Seeing Double: Twins Combine Passion for Rehabilitation and Dance

Twin sisters Lindsey and Alison Schwartz share a combined love of dance and travel. They will have a chance to combine the two when they travel to the Immortelle Centre for Special Education in Trinidad to provide rehabilitation services and dance classes to students with special needs. Lindsey, a physical therapy (PT) student, and Alison, an occupational therapy (OT) student, are participating in an inter-professional clinical placement that will allow the sisters to work side by side, helping the patients enhance their coordination and physical function. Hosted by the University of Toronto’s International Centre for Disability and Rehabilitation (ICDR), this internship provides physical and occupational therapy students with a unique opportunity to gain clinical experience, while expanding their understanding of disability and rehabilitation within a global context. Writer Alyson Musial sat down with Lindsey and Alison to discuss their upcoming journey.

Lindsey and Alison Schwartz in Runyon Canyon, Los Angeles
 

What inspired your interests in rehabilitation?
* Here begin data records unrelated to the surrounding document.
//! Mock sockets
//!
//! A surrogate socket backed by two killable byte pipes, presenting the
//! minimal surface socket-using code consumes (`connect`, input/output
//! streams, peer address, read timeout, close) while recording every call
//! for later verification. The test side holds the far ends of both pipes
//! plus control handles for injecting faults into the streams the code
//! under test is using.

use std::io::{self, Read, Write};
use std::net::Ipv4Addr;
use std::sync::atomic::{AtomicBool, Ordering};
use std::sync::{Arc, Mutex};

use crate::pipe::{PipeReader, PipeWriter};
use crate::stream::{killable_byte_pipe, RevivableReader, RevivableWriter};

pub mod service;

pub use service::{MockSocketService, SocketRegistry};

/// Peer address every mock socket reports.
pub const MOCK_SOCKET_ADDR: Ipv4Addr = Ipv4Addr::new(98, 76, 54, 32);

/// One recorded `connect` invocation.
#[derive(Debug, Clone, PartialEq, Eq)]
pub struct ConnectCall {
    pub host: String,
    pub port: u16,
    pub timeout_ms: u64,
}

struct MockSocketState {
    /// Stream returned from `input_stream` (the code under test reads it)
    input: RevivableReader<PipeReader>,
    /// Stream returned from `output_stream` (the code under test writes it)
    output: RevivableWriter<PipeWriter>,
    connect_calls: Mutex<Vec<ConnectCall>>,
    so_timeout_ms: Mutex<Option<u64>>,
    closed: AtomicBool,
}

/// Surrogate socket handed to the code under test. Cheap to clone; clones
/// alias one socket.
#[derive(Clone)]
pub struct MockSocket {
    state: Arc<MockSocketState>,
}

impl MockSocket {
    fn new(input: RevivableReader<PipeReader>, output: RevivableWriter<PipeWriter>) -> Self {
        Self {
            state: Arc::new(MockSocketState {
                input,
                output,
                connect_calls: Mutex::new(Vec::new()),
                so_timeout_ms: Mutex::new(None),
                closed: AtomicBool::new(false),
            }),
        }
    }

    /// Record a connect attempt. Never blocks, never fails; the arguments
    /// are kept for later verification via [`connect_calls`](Self::connect_calls).
    pub fn connect(&self, host: &str, port: u16, timeout_ms: u64) {
        if let Ok(mut calls) = self.state.connect_calls.lock() {
            calls.push(ConnectCall {
                host: host.to_string(),
                port,
                timeout_ms,
            });
        }
    }

    /// The stream the code under test reads from.
    pub fn input_stream(&self) -> RevivableReader<PipeReader> {
        self.state.input.clone()
    }

    /// The stream the code under test writes to.
    pub fn output_stream(&self) -> RevivableWriter<PipeWriter> {
        self.state.output.clone()
    }

    /// Fixed peer address: [`MOCK_SOCKET_ADDR`].
    pub fn inet_address(&self) -> Ipv4Addr {
        MOCK_SOCKET_ADDR
    }

    /// Record a read-timeout setting.
    pub fn set_so_timeout(&self, timeout_ms: u64) {
        if let Ok(mut slot) = self.state.so_timeout_ms.lock() {
            *slot = Some(timeout_ms);
        }
    }

    /// The last recorded read-timeout setting, if any.
    pub fn so_timeout(&self) -> Option<u64> {
        self.state.so_timeout_ms.lock().ok().and_then(|slot| *slot)
    }

    /// Record the socket as closed. The streams stay usable; tests control
    /// stream lifecycle through the surrogate's control handles.
    pub fn close(&self) {
        self.state.closed.store(true, Ordering::Release);
    }

    pub fn is_closed(&self) -> bool {
        self.state.closed.load(Ordering::Acquire)
    }

    /// All recorded connect invocations, in call order.
    pub fn connect_calls(&self) -> Vec<ConnectCall> {
        self.state
            .connect_calls
            .lock()
            .map(|calls| calls.clone())
            .unwrap_or_default()
    }

    /// The most recent connect invocation.
    pub fn last_connect_call(&self) -> Option<ConnectCall> {
        self.state
            .connect_calls
            .lock()
            .ok()
            .and_then(|calls| calls.last().cloned())
    }

    /// Duplex view over the socket's two streams, for code that wants one
    /// `Read + Write` object.
    pub fn stream(&self) -> MockSocketStream {
        MockSocketStream {
            input: self.input_stream(),
            output: self.output_stream(),
        }
    }
}

/// Combined `Read + Write` view over a mock socket's streams.
pub struct MockSocketStream {
    input: RevivableReader<PipeReader>,
    output: RevivableWriter<PipeWriter>,
}

impl Read for MockSocketStream {
    fn read(&mut self, buf: &mut [u8]) -> io::Result<usize> {
        self.input.read(buf)
    }
}

impl Write for MockSocketStream {
    fn write(&mut self, buf: &[u8]) -> io::Result<usize> {
        self.output.write(buf)
    }

    fn flush(&mut self) -> io::Result<()> {
        self.output.flush()
    }
}

/// Everything relevant to one mock socket: the surrogate handed to the code
/// under test, the test-side far ends of both pipes, and control handles
/// over the exact stream objects the surrogate returns.
#[derive(Clone)]
pub struct MockSocketData {
    socket: MockSocket,
    input: RevivableReader<PipeReader>,
    output: RevivableWriter<PipeWriter>,
    control_input: RevivableReader<PipeReader>,
    control_output: RevivableWriter<PipeWriter>,
}

impl std::fmt::Debug for MockSocketData {
    fn fmt(&self, f: &mut std::fmt::Formatter<'_>) -> std::fmt::Result {
        f.debug_struct("MockSocketData").finish_non_exhaustive()
    }
}

impl MockSocketData {
    /// Create a mock socket backed by two killable byte pipes.
    ///
    /// `buffer_size` bounds each internal buffer; with two batch buffers
    /// per pipe plus in-flight data, roughly three times this many bytes
    /// fit "in the pipes" per direction.
    pub fn create_socket(buffer_size: usize) -> Self {
        // Ingress carries test -> SUT data, egress carries SUT -> test.
        let (ingress_reader, ingress_writer) = killable_byte_pipe(buffer_size);
        let (egress_reader, egress_writer) = killable_byte_pipe(buffer_size);

        let socket = MockSocket::new(ingress_reader.clone(), egress_writer.clone());

        Self {
            socket,
            input: egress_reader,
            output: ingress_writer,
            control_input: ingress_reader,
            control_output: egress_writer,
        }
    }

    /// The surrogate socket for the code under test.
    pub fn socket(&self) -> MockSocket {
        self.socket.clone()
    }

    /// Test-side reader: yields whatever the code under test writes to the
    /// socket's output stream.
    pub fn input_stream(&self) -> RevivableReader<PipeReader> {
        self.input.clone()
    }

    /// Test-side writer: feeds whatever the code under test will read from
    /// the socket's input stream.
    pub fn output_stream(&self) -> RevivableWriter<PipeWriter> {
        self.output.clone()
    }

    /// Control over the stream the surrogate returns as its input stream;
    /// kill/queue-exception here interrupts reads the code under test is
    /// performing.
    pub fn control_for_socket_input(&self) -> RevivableReader<PipeReader> {
        self.control_input.clone()
    }

    /// Control over the stream the surrogate returns as its output stream.
    pub fn control_for_socket_output(&self) -> RevivableWriter<PipeWriter> {
        self.control_output.clone()
    }
}

#[cfg(test)]
mod tests {
    use super::*;
    use std::io::{Read, Write};

    // --- wiring ---

    #[test]
    fn sut_writes_are_read_on_the_test_side() {
        let data = MockSocketData::create_socket(64);
        let mut sut_out = data.socket().output_stream();
        sut_out.write_all(b"from sut").unwrap();
        sut_out.flush().unwrap();

        let mut test_in = data.input_stream();
        let mut buf = [0u8; 8];
        test_in.read_exact(&mut buf).unwrap();
        assert_eq!(&buf, b"from sut");
    }

    #[test]
    fn test_writes_are_read_by_the_sut() {
        let data = MockSocketData::create_socket(64);
        let mut test_out = data.output_stream();
        test_out.write_all(b"to sut").unwrap();
        test_out.flush().unwrap();

        let mut sut_in = data.socket().input_stream();
        let mut buf = [0u8; 6];
        sut_in.read_exact(&mut buf).unwrap();
        assert_eq!(&buf, b"to sut");
    }

    #[test]
    fn control_input_aliases_the_sut_input_stream() {
        let data = MockSocketData::create_socket(64);
        data.control_for_socket_input().kill();

        let mut sut_in = data.socket().input_stream();
        assert_eq!(sut_in.read_byte().unwrap(), -1);

        data.control_for_socket_input().resurrect();
        let mut test_out = data.output_stream();
        test_out.write_all(&[7]).unwrap();
        test_out.flush().unwrap();
        assert_eq!(sut_in.read_byte().unwrap(), 7);
    }

    #[test]
    fn control_output_aliases_the_sut_output_stream() {
        let data = MockSocketData::create_socket(64);
        data.control_for_socket_output()
            .kill_with(io::Error::new(io::ErrorKind::TimedOut, "injected"));

        let mut sut_out = data.socket().output_stream();
        let err = sut_out.write(&[1]).unwrap_err();
        assert_eq!(err.kind(), io::ErrorKind::TimedOut);
    }

    // --- facade recording ---

    #[test]
    fn facade_records_connect_and_so_timeout() {
        let data = MockSocketData::create_socket(16);
        let socket = data.socket();
        socket.connect("remote.example", 1234, 5000);
        socket.set_so_timeout(250);

        assert_eq!(
            socket.connect_calls(),
            vec![ConnectCall {
                host: "remote.example".to_string(),
                port: 1234,
                timeout_ms: 5000,
            }]
        );
        assert_eq!(socket.so_timeout(), Some(250));
        assert!(!socket.is_closed());
        socket.close();
        assert!(socket.is_closed());
    }

    #[test]
    fn inet_address_is_the_fixed_literal() {
        let data = MockSocketData::create_socket(16);
        assert_eq!(
            data.socket().inet_address(),
            Ipv4Addr::new(98, 76, 54, 32)
        );
    }

    #[test]
    fn duplex_stream_round_trip() {
        let data = MockSocketData::create_socket(64);
        let mut sut = data.socket().stream();
        sut.write_all(b"PING\n").unwrap();
        sut.flush().unwrap();

        let mut test_in = data.input_stream();
        let mut buf = [0u8; 5];
        test_in.read_exact(&mut buf).unwrap();
        assert_eq!(&buf, b"PING\n");

        let mut test_out = data.output_stream();
        test_out.write_all(b"ACK\n").unwrap();
        test_out.flush().unwrap();

        let mut buf = [0u8; 4];
        sut.read_exact(&mut buf).unwrap();
        assert_eq!(&buf, b"ACK\n");
    }
}
//! In-process killable byte pipe
//!
//! A bounded FIFO byte channel between exactly one producer and one
//! consumer thread. The producer blocks while the pipe is full, the
//! consumer blocks while it is empty, and every blocked call observes the
//! calling thread's interrupt flag (see [`crate::task`]) so it can be
//! aborted without closing the pipe. Closing either end wakes both sides.

use std::collections::VecDeque;
use std::io::{self, Read, Write};
use std::sync::{Arc, Condvar, Mutex};

use crate::task::interruptible_wait;

/// Shared mutable state behind the pipe mutex
struct PipeBuffer {
    /// Buffered bytes in FIFO order
    queue: VecDeque<u8>,
    /// Maximum number of buffered bytes
    capacity: usize,
    /// Consumer end has been closed
    read_closed: bool,
    /// Producer end has been closed
    write_closed: bool,
}

/// Synchronization wrapper around [`PipeBuffer`]
struct PipeShared {
    buffer: Mutex<PipeBuffer>,
    data_ready: Condvar,
    space_ready: Condvar,
}

impl PipeShared {
    fn close_read(&self) {
        if let Ok(mut buffer) = self.buffer.lock() {
            buffer.read_closed = true;
        }
        self.data_ready.notify_all();
        self.space_ready.notify_all();
    }

    fn close_write(&self) {
        if let Ok(mut buffer) = self.buffer.lock() {
            buffer.write_closed = true;
        }
        self.data_ready.notify_all();
        self.space_ready.notify_all();
    }
}

/// Create a bounded byte pipe with the given capacity.
///
/// # Panics
///
/// Panics if `capacity` is 0.
pub fn pipe(capacity: usize) -> (PipeReader, PipeWriter) {
    assert!(capacity > 0, "pipe capacity must be > 0");
    let shared = Arc::new(PipeShared {
        buffer: Mutex::new(PipeBuffer {
            queue: VecDeque::with_capacity(capacity),
            capacity,
            read_closed: false,
            write_closed: false,
        }),
        data_ready: Condvar::new(),
        space_ready: Condvar::new(),
    });
    (
        PipeReader {
            shared: shared.clone(),
        },
        PipeWriter { shared },
    )
}

/// Consumer end of a byte pipe.
pub struct PipeReader {
    shared: Arc<PipeShared>,
}

impl PipeReader {
    /// Number of bytes that can be read without blocking.
    pub fn ready_bytes(&self) -> usize {
        self.shared
            .buffer
            .lock()
            .map(|buffer| buffer.queue.len())
            .unwrap_or(0)
    }

    /// Close this end. Blocked and future writes fail with a broken-pipe
    /// error; blocked and future reads on this end fail likewise.
    pub fn close(&self) {
        self.shared.close_read();
    }

    /// Handle that can close the read end from another thread.
    pub(crate) fn close_handle(&self) -> PipeCloseHandle {
        PipeCloseHandle {
            shared: self.shared.clone(),
            read_end: true,
        }
    }
}

impl Read for PipeReader {
    fn read(&mut self, buf: &mut [u8]) -> io::Result<usize> {
        if buf.is_empty() {
            return Ok(0);
        }

        let mut buffer = self
            .shared
            .buffer
            .lock()
            .map_err(|e| io::Error::other(e.to_string()))?;

        loop {
            if buffer.read_closed {
                return Err(io::Error::new(io::ErrorKind::BrokenPipe, "pipe closed"));
            }

            if !buffer.queue.is_empty() {
                let n = buffer.queue.len().min(buf.len());
                for (slot, byte) in buf.iter_mut().zip(buffer.queue.drain(..n)) {
                    *slot = byte;
                }
                self.shared.space_ready.notify_all();
                return Ok(n);
            }

            if buffer.write_closed {
                return Ok(0);
            }

            buffer = interruptible_wait(&self.shared.data_ready, buffer)?;
        }
    }
}

impl Drop for PipeReader {
    fn drop(&mut self) {
        self.shared.close_read();
    }
}

/// Producer end of a byte pipe.
pub struct PipeWriter {
    shared: Arc<PipeShared>,
}

impl PipeWriter {
    /// Close this end. Once the buffer drains, reads return EOF.
    pub fn close(&self) {
        self.shared.close_write();
    }
}

impl Write for PipeWriter {
    fn write(&mut self, buf: &[u8]) -> io::Result<usize> {
        if buf.is_empty() {
            return Ok(0);
        }

        let mut buffer = self
            .shared
            .buffer
            .lock()
            .map_err(|e| io::Error::other(e.to_string()))?;

        loop {
            if buffer.write_closed {
                return Err(io::Error::new(io::ErrorKind::BrokenPipe, "pipe closed"));
            }
            if buffer.read_closed {
                return Err(io::Error::new(
                    io::ErrorKind::BrokenPipe,
                    "pipe read end closed",
                ));
            }

            let space = buffer.capacity - buffer.queue.len();
            if space > 0 {
                let n = space.min(buf.len());
                buffer.queue.extend(&buf[..n]);
                self.shared.data_ready.notify_all();
                return Ok(n);
            }

            buffer = interruptible_wait(&self.shared.space_ready, buffer)?;
        }
    }

    fn flush(&mut self) -> io::Result<()> {
        // Bytes are visible to the reader as soon as they are enqueued.
        Ok(())
    }
}

impl Drop for PipeWriter {
    fn drop(&mut self) {
        self.shared.close_write();
    }
}

/// Closes one pipe end out-of-band, from any thread.
pub(crate) struct PipeCloseHandle {
    shared: Arc<PipeShared>,
    read_end: bool,
}

impl PipeCloseHandle {
    pub(crate) fn close(&self) {
        if self.read_end {
            self.shared.close_read();
        } else {
            self.shared.close_write();
        }
    }
}
use crate::game::{Board, CellSide, GameOutcome, Phase, Player, Side};

/// Everything a renderer needs for one frame.
#[derive(Debug, Clone)]
pub struct Snapshot<'a> {
    pub board: &'a Board,
    pub current_turn: Player,
    pub human_score: usize,
    pub computer_score: usize,
    pub phase: Phase,
    /// Zero unless the result is being shown
    pub result_ticks_remaining: u32,
    pub outcome: Option<GameOutcome>,
    /// `(cell, side)` pairs of the staged edge: one on the border, two inside
    pub highlighted: Vec<CellSide>,
    /// Who staged the highlighted edge
    pub highlight_owner: Option<Player>,
}

impl Snapshot<'_> {
    pub fn is_highlighted(&self, row: usize, col: usize, side: Side) -> bool {
        self.highlighted
            .iter()
            .any(|cs| cs.row == row && cs.col == col && cs.side == side)
    }
}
L: We both grew up as competitive dancers, and visited physical therapists throughout our dance careers. Our mom is an occupational therapist, so rehabilitation was always a topic discussed in our home. In high school and university, we volunteered at the Hospital for Sick Children. We worked on different units, sparking our individual interests. When we both got accepted at University of Toronto, we were so happy and knew it was the right choice.

A: Studying rehabilitation in parallel with Lindsey is really helpful. As we progress in our programs, we discuss what we are learning, which lets us think with a more interdisciplinary mind. When faced with an OT challenge, I often find myself analyzing from both a PT and OT perspective. I think, “How would Lindsey approach this, and how can I use that different analysis to enhance my OT approach”.

 

What drew you to the ICDR-Trinidad internship?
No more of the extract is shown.